A CIVIL RIGHT TO COUNSEL

A CIVIL RIGHT TO COUNSEL

A CIVIL RIGHT TO COUNSEL

Over 53 years ago, the United States Supreme Court unanimously decided the landmark case of Gideon v. Wainwright.  In that case, the Court held that the right of an indigent defendant in a criminal trial to have the assistance of counsel is a fundamental right essential to a fair trial. Clarence Earl Gideon’s trial and conviction, which took place with Gideon representing himself and completely without the assistance of counsel, was found to be in violation of the 14th Amendment.  The Supreme Court ruled that the United States Constitution requires the states to provide defense attorneys to criminal defendants charged with serious offenses who cannot themselves afford lawyers.  In its opinion, the Supreme Court stated:

Any person haled into court, who is too poor to hire a lawyer, cannot be assured a fair trial unless counsel is provided for him.  This seems to us to be an obvious truth. . . .  From the very beginning, our state and national constitutions and laws have laid great emphasis on procedural and substantive safeguards designed to assure fair trials before impartial tribunals in which every defendant stands equal before the law.  This noble ideal cannot be realized if the poor man charged with crime has to face his accusers without a lawyer to assist him.

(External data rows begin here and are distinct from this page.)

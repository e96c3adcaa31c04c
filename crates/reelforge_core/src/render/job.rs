//! Render job: one clip, one configuration, one worker.
//!
//! A job moves strictly forward through `Pending` → `Preparing` →
//! `Rendering` → `Validating` and ends in `Succeeded` or `Failed`. Temp
//! resources are released on every terminal path before the result is
//! reported, and nothing a job does can affect a sibling job.

use std::fs;
use std::path::{Path, PathBuf};
use std::time::Instant;

use crate::config::Settings;
use crate::dub::{DubAsset, DubBuilder, MediaProber, SpeechSynthesizer, Translator};
use crate::filtergraph::{build_filter_graph, working_copy_args, GraphSpec};
use crate::logging::{JobLogger, LogConfig};
use crate::models::{ClipSpec, JobState, RenderConfig, RenderJobResult};
use crate::subtitles::{materialize, SubtitleBuilder};
use crate::temp::{self, TempKind, TempManager, TempScope};

use super::errors::{JobError, JobResult};
use super::executor::{CancelHandle, ExecutorError, RenderExecutor};
use super::progress::{emit, ProgressEvent, ProgressSink};

/// Height of the reduced working copy rendered in performance mode.
const WORKING_COPY_HEIGHT: u32 = 720;

/// Shared resources and collaborators handed to each job by the
/// scheduler. Everything here is read-only from the job's perspective.
pub struct JobContext<'a> {
    pub settings: &'a Settings,
    pub executor: &'a dyn RenderExecutor,
    pub translator: &'a dyn Translator,
    pub synthesizer: &'a dyn SpeechSynthesizer,
    pub prober: &'a dyn MediaProber,
    pub temp: &'a TempManager,
    pub progress: Option<ProgressSink>,
    pub cancel: &'a CancelHandle,
}

/// The unit of work: one clip rendered under one resolved configuration.
pub struct RenderJob {
    /// 1-based position in the submitted batch.
    pub number: usize,
    pub spec: ClipSpec,
    /// Batch config with per-clip overrides already applied.
    pub config: RenderConfig,
}

impl RenderJob {
    pub fn new(number: usize, spec: ClipSpec, config: RenderConfig) -> Self {
        Self {
            number,
            spec,
            config,
        }
    }

    /// Stable identifier: batch position plus sanitized title.
    pub fn clip_id(&self) -> String {
        format!("clip_{:02}_{}", self.number, self.spec.sanitized_title())
    }

    /// Run the job to a terminal state.
    ///
    /// Always returns a result; errors become a `Failed` entry with a
    /// category the caller can show. Temp resources are released before
    /// the result is returned, whichever path ends the job.
    pub fn run(&self, ctx: &JobContext<'_>) -> RenderJobResult {
        let started = Instant::now();
        let clip_id = self.clip_id();

        let logger = JobLogger::new(
            &clip_id,
            &ctx.settings.paths.logs_folder,
            LogConfig::from_settings(&ctx.settings.logging),
            None,
        )
        .unwrap_or_else(|e| {
            tracing::warn!("Could not create log file for {}: {}", clip_id, e);
            JobLogger::disabled(&clip_id)
        });

        logger.info(&format!(
            "Job {}: '{}' [{:.2}s..{:.2}s], score {}",
            clip_id, self.spec.title, self.spec.start, self.spec.end, self.spec.score
        ));

        let mut scope = ctx.temp.scope(&clip_id);
        let outcome = self.run_inner(ctx, &logger, &mut scope);

        // The guaranteed-release block: runs before any result leaves
        // this job, on success and failure alike.
        scope.release_all();

        match outcome {
            Ok(output_path) => {
                logger.success(&format!("Output: {}", output_path.display()));
                self.transition(ctx, &logger, JobState::Succeeded, Some(output_path.display().to_string()));
                RenderJobResult::success(clip_id, self.number, output_path, started.elapsed())
            }
            Err(error) => {
                logger.error(&error.to_string());
                logger.show_tail("executor");
                self.transition(ctx, &logger, JobState::Failed, Some(error.to_string()));
                RenderJobResult::failure(
                    clip_id,
                    self.number,
                    error.category(),
                    error.to_string(),
                    started.elapsed(),
                )
            }
        }
    }

    fn run_inner(
        &self,
        ctx: &JobContext<'_>,
        logger: &JobLogger,
        scope: &mut TempScope<'_>,
    ) -> JobResult<PathBuf> {
        if ctx.cancel.is_cancelled() {
            return Err(JobError::Cancelled);
        }

        self.transition(ctx, logger, JobState::Preparing, None);

        self.config.validate()?;
        self.spec
            .validate(ctx.settings.render.max_clip_duration_secs)?;
        if !self.spec.source.is_file() {
            return Err(JobError::preparation(format!(
                "source video not readable: {}",
                self.spec.source.display()
            )));
        }

        let output_dir = Path::new(&ctx.settings.paths.output_folder);
        fs::create_dir_all(output_dir).map_err(|e| {
            JobError::preparation(format!("cannot create output folder: {}", e))
        })?;

        let (render_source, seek_secs) = self.prepare_source(ctx, logger, scope)?;
        let subtitle_file = self.prepare_subtitles(ctx, logger, scope)?;
        let dub = self.prepare_dub(ctx, logger, scope);

        if ctx.cancel.is_cancelled() {
            return Err(JobError::Cancelled);
        }

        self.transition(ctx, logger, JobState::Rendering, None);

        let output_path = output_dir.join(format!("{}.mp4", self.clip_id()));
        self.render(
            ctx,
            logger,
            &render_source,
            seek_secs,
            subtitle_file.as_deref(),
            &dub,
            &output_path,
        )?;

        self.transition(ctx, logger, JobState::Validating, None);
        self.validate_output(ctx, &output_path)?;

        Ok(output_path)
    }

    /// Resolve the source the render reads from.
    ///
    /// In performance mode the clip range is pre-rendered into a reduced
    /// working copy, so the expensive filter pass reads less data; the
    /// graph itself is unchanged, only its input seek becomes zero.
    fn prepare_source(
        &self,
        ctx: &JobContext<'_>,
        logger: &JobLogger,
        scope: &mut TempScope<'_>,
    ) -> JobResult<(PathBuf, f64)> {
        if !self.config.performance_mode {
            return Ok((self.spec.source.clone(), self.spec.start));
        }

        let copy = scope.acquire(TempKind::Video);
        let mut args: Vec<String> = vec![
            "-y".into(),
            "-ss".into(),
            format!("{:.3}", self.spec.start),
            "-t".into(),
            format!("{:.3}", self.spec.duration()),
            "-i".into(),
            self.spec.source.display().to_string(),
        ];
        args.extend(working_copy_args(WORKING_COPY_HEIGHT));
        args.push(copy.display().to_string());

        logger.info(&format!(
            "Performance mode: pre-rendering source at {}p",
            WORKING_COPY_HEIGHT
        ));
        logger.command(&args.join(" "));

        ctx.executor
            .run(&args, logger, ctx.cancel)
            .map_err(|e| match e {
                ExecutorError::Cancelled => JobError::Cancelled,
                other => JobError::preparation(format!("working copy failed: {}", other)),
            })?;

        Ok((copy, 0.0))
    }

    /// Build and materialize the subtitle track, if enabled.
    fn prepare_subtitles(
        &self,
        ctx: &JobContext<'_>,
        logger: &JobLogger,
        scope: &mut TempScope<'_>,
    ) -> JobResult<Option<PathBuf>> {
        let Some(language) = self.config.subtitles else {
            return Ok(None);
        };

        // Translation is recoverable: after a retry the cue text simply
        // stays in the transcript's language.
        let translation = match language.translation_code() {
            Some(code) => {
                match crate::dub::retry_once(logger, "subtitle translation", || {
                    ctx.translator.translate(&self.spec.text_segment, code)
                }) {
                    Ok(text) => Some(text),
                    Err(e) => {
                        logger.warn(&format!(
                            "Subtitle translation failed twice ({}), keeping original text",
                            e
                        ));
                        None
                    }
                }
            }
            None => None,
        };

        let builder = SubtitleBuilder::new(&ctx.settings.subtitles);
        let track = builder.build(
            &self.spec.tokens,
            self.spec.start,
            self.spec.end,
            translation.as_deref(),
        );

        if track.is_empty() {
            logger.info("No transcript tokens in range, skipping subtitle burn-in");
            return Ok(None);
        }

        let path = scope.acquire(TempKind::Subtitle);
        materialize(&track, &path)
            .map_err(|e| JobError::preparation(format!("cannot write subtitle track: {}", e)))?;
        logger.info(&format!("Subtitle track: {} cue(s)", track.len()));
        Ok(Some(path))
    }

    /// Build the dub asset. Never fails the job; degraded outcomes keep
    /// the original audio.
    fn prepare_dub(
        &self,
        ctx: &JobContext<'_>,
        logger: &JobLogger,
        scope: &mut TempScope<'_>,
    ) -> DubAsset {
        DubBuilder::new(
            ctx.translator,
            ctx.synthesizer,
            ctx.prober,
            &ctx.settings.dub,
            &ctx.settings.audio,
        )
        .build(
            &self.spec.text_segment,
            self.config.dub,
            self.spec.duration(),
            scope,
            logger,
        )
    }

    /// Build the filter graph and drive the executor.
    #[allow(clippy::too_many_arguments)]
    fn render(
        &self,
        ctx: &JobContext<'_>,
        logger: &JobLogger,
        render_source: &Path,
        seek_secs: f64,
        subtitle_file: Option<&Path>,
        dub: &DubAsset,
        output_path: &Path,
    ) -> JobResult<()> {
        let graph = build_filter_graph(&GraphSpec {
            source: render_source,
            seek_secs,
            duration_secs: self.spec.duration(),
            color_filter: self.config.color_filter,
            hook_text: self.spec.hook_text.as_deref(),
            subtitle_file,
            watermark: self.config.watermark.as_deref(),
            watermark_anchor: self.config.watermark_anchor,
            progress_bar: self.config.progress_bar,
            dub,
            audio: &ctx.settings.audio,
        });

        let stage_names: Vec<String> = graph.stages().iter().map(|s| s.to_string()).collect();
        logger.info(&format!("Stages: {}", stage_names.join(" -> ")));

        let args = graph.to_args(output_path);
        logger.command(&args.join(" "));

        ctx.executor
            .run(&args, logger, ctx.cancel)
            .map_err(|e| match e {
                ExecutorError::Cancelled => {
                    // A force-terminated render must never leave a partial
                    // file that could be mistaken for output.
                    if let Err(cleanup) = temp::release(output_path) {
                        tracing::warn!(
                            "Could not remove partial output {}: {}",
                            output_path.display(),
                            cleanup
                        );
                    }
                    JobError::Cancelled
                }
                other => {
                    if let Err(cleanup) = temp::release(output_path) {
                        tracing::warn!(
                            "Could not remove partial output {}: {}",
                            output_path.display(),
                            cleanup
                        );
                    }
                    JobError::render_execution(other.to_string())
                }
            })?;

        Ok(())
    }

    /// Confirm the executor produced a real output file.
    ///
    /// A zero- or near-zero-byte file after a reported success is a known
    /// failure mode of bad graph construction and is treated as a render
    /// failure, never a success.
    fn validate_output(&self, ctx: &JobContext<'_>, output_path: &Path) -> JobResult<()> {
        let metadata = fs::metadata(output_path).map_err(|_| {
            JobError::render_execution("executor reported success but wrote no output file")
        })?;

        let min_bytes = ctx.settings.render.min_output_bytes;
        if metadata.len() < min_bytes {
            if let Err(cleanup) = temp::release(output_path) {
                tracing::warn!(
                    "Could not remove truncated output {}: {}",
                    output_path.display(),
                    cleanup
                );
            }
            return Err(JobError::render_execution(format!(
                "output file is {} bytes (minimum {})",
                metadata.len(),
                min_bytes
            )));
        }
        Ok(())
    }

    fn transition(
        &self,
        ctx: &JobContext<'_>,
        logger: &JobLogger,
        state: JobState,
        message: Option<String>,
    ) {
        logger.phase(&state.to_string());
        emit(
            ctx.progress.as_ref(),
            ProgressEvent {
                clip_id: self.clip_id(),
                number: self.number,
                state,
                message,
            },
        );
    }
}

Gideon v. Wainwright, 372 U.S. 335, 344 (1967). The right to counsel does not apply in non-criminal cases (with the exception of one special class:  juveniles in civil commitment proceedings).  But the “obvious truth” articulated in Gideon, equating the fair administration of justice with the right to counsel, is yet to be realized in civil cases, even though fundamental human needs may be affected by such proceedings. Ten years ago, the American Bar Association adopted a resolution for “Civil Gideon” in instances where “basic human needs are at stake, such as those involving shelter, sustenance, safety, health or child custody, as determined by each jurisdiction.”  This resolution brought into focus the need for legal assistance in cases where an indigent person might lose his or her children, home, or healthcare, for example.  Our justice system is designed by lawyers for lawyers.  Imagine a hospital where if you are a poor patient, you are told to put in your own IV.  This is obviously outrageous, and so is the lack of legal representation for the poor when faced with the potential for loss of fundamental human needs.  The fair administration of justice when such fundamental rights are at stake requires the presence of counsel. Providing legal counsel as a matter of right and at public expense to low income persons in civil proceedings where basic human needs are at stake is entirely consistent with the reasoning of Gideon. A civil right to counsel is a fundamental right.  Indeed, providing counsel is the great equalizer.  True justice should not be about means.